10.    LIMITATION OF LIABILITY. The total cumulative liability of a Party to the other Party for any and all claims and damages under this Order Form, whether arising by statute, contract, tort or otherwise, will not exceed the Consideration paid or payable by Customer to OneRail under the Order Form for the Services which form the subject of the claim during the twelve- (12-) month period immediately preceding the event giving rise to the claim. The limitations of liability above shall not apply to: (i) a Party’s indemnification obligations in the Order Form; (ii) fraud, gross negligence or willful misconduct by either Party; or (iii) loss, corruption or unauthorized destruction, disclosure or access to Customer Data caused by OneRail’s failure to observe or perform its obligations hereunder (collectively, the “Excluded Claims”).  Notwithstanding the foregoing, each Party’s total cumulative liability hereunder with respect to the Excluded Claims (other than willful misconduct, which shall not be capped) shall not exceed $100,000. The pricing set forth in each Order Form reflects this allocation of risk and the limitation of liability specified herein.  
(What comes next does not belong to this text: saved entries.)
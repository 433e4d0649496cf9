//! Inspection of uploaded project archives.
//!
//! An upload is listed, its basename is resolved from the directory layout, the basename
//! and primary file are checked, every file path is matched against the allowed
//! directories and the optional `requirements.json` manifest is parsed. Everything here is
//! synchronous and free of side effects; callers run it on a blocking thread.

mod error;
mod inspector;
mod listing;
mod manifest;
mod policy;
mod resolver;
#[cfg(feature = "server")]
pub mod api;

pub use error::{ArchiveError, ArchiveErrorExt};
pub use inspector::{ArchiveInspector, InspectedArchive};
pub use listing::ArchiveListing;
pub use manifest::parse_manifest;
pub use policy::{check_basename, check_file_paths, check_primary_file};
pub use resolver::{
    Candidate, ParentPlugin, Resolution, Resolved, resolve_package, resolve_plugin, resolve_single,
    resolve_sub_plugin,
};
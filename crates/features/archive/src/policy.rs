//! Checks applied once the basename is known.

use crate::resolver::Resolved;
use pmgr_kernel::domain::constants::{
    ALLOWED_FILE_TYPES, BASENAME_MAX_LENGTH, FORBIDDEN_NAMES, FORBIDDEN_PREFIX,
    READABLE_DATA_FILE_TYPES, fields,
};
use pmgr_kernel::domain::layout::PathLayout;
use pmgr_kernel::domain::project::ProjectKind;
use pmgr_kernel::validation::{Violation, check_length, is_valid_basename};

/// # Errors
///
/// `invalid` when the basename is reserved, uses the reserved prefix, is too long or is not
/// a lower-case identifier.
pub fn check_basename(kind: ProjectKind, basename: &str) -> Result<(), Violation> {
    let label = kind.title();
    if FORBIDDEN_NAMES.contains(&basename) {
        return Err(Violation::invalid(
            fields::ZIP_FILE,
            format!("{label} basename cannot be \"{basename}\"."),
        ));
    }
    if basename.starts_with(FORBIDDEN_PREFIX) {
        return Err(Violation::invalid(
            fields::ZIP_FILE,
            format!("{label} basename cannot start with \"{FORBIDDEN_PREFIX}\"."),
        ));
    }
    check_length(fields::ZIP_FILE, basename, BASENAME_MAX_LENGTH)?;
    if !is_valid_basename(basename) {
        return Err(Violation::invalid(
            fields::ZIP_FILE,
            format!("Invalid {kind} basename \"{basename}\"."),
        ));
    }
    Ok(())
}

/// Verifies the entry point of the project and returns whether it ships as a module.
///
/// # Errors
///
/// `not-found` when the expected entry point is absent, `invalid` when a sub-plugin is
/// present both as a module and as a package.
pub fn check_primary_file(files: &[String], resolved: &Resolved) -> Result<bool, Violation> {
    let has = |name: String| files.iter().any(|file| *file == name);
    let b = &resolved.basename;
    let dir = resolved.project_dir();

    match resolved.kind {
        ProjectKind::Plugin => {
            if !has(format!("{dir}{b}.py")) {
                return Err(Violation::not_found(
                    fields::ZIP_FILE,
                    "No primary file found in zip.  Perhaps you are attempting to upload a sub-plugin.",
                ));
            }
            Ok(false)
        },
        ProjectKind::Package => {
            if !resolved.is_module && !has(format!("{dir}__init__.py")) {
                return Err(Violation::not_found(
                    fields::ZIP_FILE,
                    format!("No primary file found in zip for package \"{b}\"."),
                ));
            }
            Ok(resolved.is_module)
        },
        ProjectKind::SubPlugin => {
            let layout = resolved.layout.unwrap_or_else(PathLayout::empty);
            let module = layout.contains(PathLayout::MODULE) && has(resolved.module_file());
            let package = (layout.contains(PathLayout::PACKAGE_USING_BASENAME)
                && has(format!("{dir}{b}.py")))
                || (layout.contains(PathLayout::PACKAGE_USING_INIT)
                    && has(format!("{dir}__init__.py")));

            match (module, package) {
                (true, true) => Err(Violation::invalid(
                    fields::ZIP_FILE,
                    format!(
                        "SubPlugin found as both a module and package in the same path: \"{}\".",
                        resolved.base
                    ),
                )),
                (false, false) => Err(Violation::not_found(
                    fields::ZIP_FILE,
                    format!(
                        "SubPlugin not found in path, though files found within zip for directory: \"{}\".",
                        resolved.base
                    ),
                )),
                (module, _) => Ok(module),
            }
        },
    }
}

/// Every entry must sit in a directory that accepts its extension, or be one of the
/// project's own module files.
///
/// # Errors
///
/// `invalid` listing every rejected entry.
pub fn check_file_paths(files: &[String], resolved: &Resolved) -> Result<(), Violation> {
    let project_dir = resolved.project_dir();
    let module_files = match resolved.kind {
        ProjectKind::Plugin => Vec::new(),
        ProjectKind::Package | ProjectKind::SubPlugin => {
            vec![resolved.module_file(), resolved.module_manifest()]
        },
    };

    let invalid: Vec<&str> = files
        .iter()
        .map(String::as_str)
        .filter(|file| !module_files.iter().any(|allowed| allowed == file))
        .filter(|file| {
            let Some(ext) = extension(file) else { return true };
            let in_project =
                file.starts_with(&project_dir) && (ext == "py" || READABLE_DATA_FILE_TYPES.contains(&ext));
            let in_shared = ALLOWED_FILE_TYPES
                .iter()
                .any(|(dir, exts)| file.starts_with(dir) && exts.contains(&ext));
            !(in_project || in_shared)
        })
        .collect();

    if invalid.is_empty() {
        return Ok(());
    }
    Err(Violation::invalid(
        fields::ZIP_FILE,
        format!("Invalid paths found in zip: {}", invalid.join(", ")),
    ))
}

/// Extension of the file name, if it has one.
fn extension(path: &str) -> Option<&str> {
    let name = path.rsplit('/').next().unwrap_or(path);
    name.rsplit_once('.').map(|(_, ext)| ext).filter(|ext| !ext.is_empty())
}
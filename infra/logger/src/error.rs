use std::borrow::Cow;

#[pmgr_derive::pmgr_error]
pub enum LoggerError {
    #[error("Rolling file appender error{}: {source}", format_context(.context))]
    Appender { source: tracing_appender::rolling::InitError, context: Option<Cow<'static, str>> },

    /// A global subscriber was already installed in this process.
    #[error("Tracing subscriber error{}: {source}", format_context(.context))]
    Subscriber {
        source: tracing_subscriber::util::TryInitError,
        context: Option<Cow<'static, str>>,
    },

    #[error("Log directory error{}: {source}", format_context(.context))]
    Io { source: std::io::Error, context: Option<Cow<'static, str>> },

    #[error("Invalid logger configuration{}: {message}", format_context(.context))]
    InvalidConfiguration { message: Cow<'static, str>, context: Option<Cow<'static, str>> },

    #[error("Internal logger error{}: {message}", format_context(.context))]
    Internal { message: Cow<'static, str>, context: Option<Cow<'static, str>> },
}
11.    FORCE MAJURE. OneRail shall not be liable to Customer for any delay or failure of performance of this Order Form if such delay or failure is caused by any occurrence or condition beyond OneRail’s reasonable control, including weather conditions, earthquake, fire, flood, externally caused transmission interferences, satellite failure, war, riot, pandemic, labor unrest, acts of terrorism and civil disturbance (each an “Event of Force Majeure”). If a delay or failure of performance by OneRail is caused by an Event of Force Majeure, OneRail shall notify Customer and shall be excused from obligations of performance without any liability under this Order Form, to the extent and for the period of time that such performance is prevented or hindered by the Event of Force Majeure.  

12.    GOVERNING LAW. This Order Form shall be governed by and construed in accordance with the laws of the State of Delaware, without reference to the conflict of law rules of such state.